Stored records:
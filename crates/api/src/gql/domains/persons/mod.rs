pub mod resolvers;
pub mod types;

pub use resolvers::{PersonMutation, PersonQuery};
use api::gql::build_schema;
use async_graphql::Variables;
use serde_json::json;

use crate::common::*;

#[tokio::test]
async fn test_me_returns_the_logged_in_person() {
    let app_state = setup_test_db().await;
    let schema = build_schema(app_state.clone());
    let (person_id, claims) = create_test_person(&app_state, "user", date(1988, 8, 8), "V").await;

    let response = execute_graphql(
        &schema,
        "{ me { id fullName gender birthDate email } myProfile { role } }",
        None,
        Some(claims.clone()),
    )
    .await;
    assert!(response.errors.is_empty(), "{:?}", response.errors);
    let data = response.data.into_json().unwrap();
    assert_eq!(data["me"]["id"], person_id.to_string());
    assert_eq!(data["me"]["fullName"], "Test Runner");
    assert_eq!(data["me"]["gender"], "FEMALE");
    assert_eq!(data["me"]["birthDate"], "1988-08-08");
    assert_eq!(data["me"]["email"], claims.email.as_str());
    assert_eq!(data["myProfile"]["role"], "USER");
}

#[tokio::test]
async fn test_person_is_visible_to_self_and_admin_only() {
    let app_state = setup_test_db().await;
    let schema = build_schema(app_state.clone());
    let (_, admin) = create_test_admin(&app_state).await;
    let (person_id, owner) = create_test_person(&app_state, "user", date(1990, 1, 1), "M").await;
    let (_, stranger) = create_test_person(&app_state, "user", date(1990, 1, 1), "M").await;

    let query = r#"query Person($id: UUID!) { person(id: $id) { id email } }"#;
    let variables = || Some(Variables::from_json(json!({ "id": person_id })));

    let denied = execute_graphql(&schema, query, variables(), Some(stranger)).await;
    assert_eq!(
        denied.errors[0].message,
        "Access denied: you can only access your own data"
    );

    for claims in [owner.clone(), admin] {
        let response = execute_graphql(&schema, query, variables(), Some(claims)).await;
        assert!(response.errors.is_empty(), "{:?}", response.errors);
        let data = response.data.into_json().unwrap();
        assert_eq!(data["person"]["email"], owner.email.as_str());
    }
}

#[tokio::test]
async fn test_club_members_do_not_expose_private_details() {
    let app_state = setup_test_db().await;
    let schema = build_schema(app_state.clone());
    let club_id = create_test_club(&app_state, "Private Club").await;
    let (member, _) = create_test_person(&app_state, "user", date(1979, 3, 3), "M").await;
    let (_, viewer) = create_test_person(&app_state, "user", date(1979, 3, 3), "M").await;
    sqlx::query("UPDATE persons SET club_id = $1, iban_number = 'BE68539007547034' WHERE id = $2")
        .bind(club_id)
        .bind(member)
        .execute(&app_state.db)
        .await
        .unwrap();

    let response = execute_graphql(
        &schema,
        r#"query Members($id: UUID!) { clubWithMembers(id: $id) { members { email ibanNumber club { id } } } }"#,
        Some(Variables::from_json(json!({ "id": club_id }))),
        Some(viewer),
    )
    .await;
    assert!(response.errors.is_empty(), "{:?}", response.errors);
    let data = response.data.into_json().unwrap();
    let member = &data["clubWithMembers"]["members"][0];
    assert!(member["email"].is_null());
    assert!(member["ibanNumber"].is_null());
    assert_eq!(member["club"]["id"], club_id.to_string());
}

#[tokio::test]
async fn test_admin_manages_persons_and_roles() {
    let app_state = setup_test_db().await;
    let schema = build_schema(app_state.clone());
    let (admin_id, admin) = create_test_admin(&app_state).await;

    let last_name = format!("Walker{}", unique_suffix());
    let response = execute_graphql(
        &schema,
        r#"
        mutation Create($input: CreatePersonInput!) {
            createPerson(input: $input) { id lastName email }
        }
        "#,
        Some(Variables::from_json(json!({
            "input": {
                "firstName": "Jo",
                "lastName": last_name,
                "birthDate": "1966-06-06",
                "gender": "MALE"
            }
        }))),
        Some(admin.clone()),
    )
    .await;
    assert!(response.errors.is_empty(), "{:?}", response.errors);
    let data = response.data.into_json().unwrap();
    let person_id = data["createPerson"]["id"].as_str().unwrap().to_string();
    assert!(data["createPerson"]["email"].is_null());

    let search = execute_graphql(
        &schema,
        r#"query Search($search: String) { persons(search: $search) { items { id } totalCount } }"#,
        Some(Variables::from_json(json!({ "search": last_name.to_lowercase() }))),
        Some(admin.clone()),
    )
    .await;
    assert!(search.errors.is_empty(), "{:?}", search.errors);
    let data = search.data.into_json().unwrap();
    assert_eq!(data["persons"]["totalCount"], 1);
    assert_eq!(data["persons"]["items"][0]["id"], person_id.as_str());

    let promote = execute_graphql(
        &schema,
        r#"mutation Promote($id: UUID!) { updateProfileRole(personId: $id, role: ADMIN) { role } }"#,
        Some(Variables::from_json(json!({ "id": person_id }))),
        Some(admin.clone()),
    )
    .await;
    assert!(promote.errors.is_empty(), "{:?}", promote.errors);
    let data = promote.data.into_json().unwrap();
    assert_eq!(data["updateProfileRole"]["role"], "ADMIN");

    let demote_self = execute_graphql(
        &schema,
        r#"mutation Demote($id: UUID!) { updateProfileRole(personId: $id, role: USER) { role } }"#,
        Some(Variables::from_json(json!({ "id": admin_id }))),
        Some(admin),
    )
    .await;
    assert_eq!(
        demote_self.errors[0].message,
        "You cannot remove your own administrator role"
    );
}

#[tokio::test]
async fn test_changing_email_requires_new_confirmation() {
    let app_state = setup_test_db().await;
    let schema = build_schema(app_state.clone());
    let (person_id, owner) = create_test_person(&app_state, "user", date(1985, 4, 4), "M").await;
    sqlx::query("UPDATE persons SET is_email_confirmed = TRUE WHERE id = $1")
        .bind(person_id)
        .execute(&app_state.db)
        .await
        .unwrap();

    let mutation = r#"
        mutation Update($id: UUID!, $email: String) {
            updatePerson(id: $id, input: { email: $email }) { email isEmailConfirmed }
        }
    "#;

    // Same address in another case is not a change.
    let response = execute_graphql(
        &schema,
        mutation,
        Some(Variables::from_json(json!({ "id": person_id, "email": owner.email.to_uppercase() }))),
        Some(owner.clone()),
    )
    .await;
    assert!(response.errors.is_empty(), "{:?}", response.errors);
    let data = response.data.into_json().unwrap();
    assert_eq!(data["updatePerson"]["isEmailConfirmed"], true);

    let new_email = format!("moved_{}@test.com", unique_suffix());
    let response = execute_graphql(
        &schema,
        mutation,
        Some(Variables::from_json(json!({ "id": person_id, "email": new_email }))),
        Some(owner),
    )
    .await;
    assert!(response.errors.is_empty(), "{:?}", response.errors);
    let data = response.data.into_json().unwrap();
    assert_eq!(data["updatePerson"]["email"], new_email.as_str());
    assert_eq!(data["updatePerson"]["isEmailConfirmed"], false);

    let pending: Option<String> =
        sqlx::query_scalar("SELECT confirmation_token_hash FROM persons WHERE id = $1")
            .bind(person_id)
            .fetch_one(&app_state.db)
            .await
            .unwrap();
    assert!(pending.is_some(), "a new confirmation token should be issued");
}

#[tokio::test]
async fn test_deleting_a_person_refreshes_cached_results() {
    let app_state = setup_test_db().await;
    let schema = build_schema(app_state.clone());
    let (_, admin) = create_test_admin(&app_state).await;
    let competition_id = create_test_competition(&app_state, true).await;
    let (person_id, _) = create_test_person(&app_state, "user", date(1992, 2, 2), "M").await;

    let registration_id: uuid::Uuid = sqlx::query_scalar(
        r#"
        INSERT INTO registrations (person_id, competition_id, competition_per_category_id, run_number, run_time_ms)
        SELECT $1, $2, id, 7, 1800000
        FROM competition_per_categories
        WHERE competition_id = $2 AND distance_name = '5km' AND gender = 'M'
        ORDER BY age_category_id
        LIMIT 1
        RETURNING id
        "#,
    )
    .bind(person_id)
    .bind(competition_id)
    .fetch_one(&app_state.db)
    .await
    .unwrap();

    let results_query = r#"query Results($id: UUID!) { competitionResults(competitionId: $id) { registrationId } }"#;
    let results = || Some(Variables::from_json(json!({ "id": competition_id })));

    let warm = execute_graphql(&schema, results_query, results(), None).await;
    let data = warm.data.into_json().unwrap();
    assert_eq!(
        data["competitionResults"][0]["registrationId"],
        registration_id.to_string()
    );

    let deleted = execute_graphql(
        &schema,
        r#"mutation Delete($id: UUID!) { deletePerson(id: $id) }"#,
        Some(Variables::from_json(json!({ "id": person_id }))),
        Some(admin),
    )
    .await;
    assert!(deleted.errors.is_empty(), "{:?}", deleted.errors);

    let after = execute_graphql(&schema, results_query, results(), None).await;
    let data = after.data.into_json().unwrap();
    assert!(data["competitionResults"].as_array().unwrap().is_empty());
}

#[tokio::test]
async fn test_demoted_admin_loses_private_details_before_token_expiry() {
    let app_state = setup_test_db().await;
    let schema = build_schema(app_state.clone());
    let club_id = create_test_club(&app_state, "Demotion Club").await;
    let (member, _) = create_test_person(&app_state, "user", date(1979, 3, 3), "M").await;
    let (former_admin_id, former_admin) = create_test_admin(&app_state).await;
    sqlx::query("UPDATE persons SET club_id = $1 WHERE id = $2")
        .bind(club_id)
        .bind(member)
        .execute(&app_state.db)
        .await
        .unwrap();
    sqlx::query("UPDATE profiles SET role = 'user' WHERE person_id = $1")
        .bind(former_admin_id)
        .execute(&app_state.db)
        .await
        .unwrap();

    let response = execute_graphql(
        &schema,
        r#"query Members($id: UUID!) { clubWithMembers(id: $id) { members { email } } }"#,
        Some(Variables::from_json(json!({ "id": club_id }))),
        Some(former_admin),
    )
    .await;
    assert!(response.errors.is_empty(), "{:?}", response.errors);
    let data = response.data.into_json().unwrap();
    assert!(data["clubWithMembers"]["members"][0]["email"].is_null());
}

> _What you are asked to do_
Which lines above contain the word "None"? Copy each one.

> _Response to the task_
        None,
    let warm = execute_graphql(&schema, results_query, results(), None).await;
    let after = execute_graphql(&schema, results_query, results(), None).await;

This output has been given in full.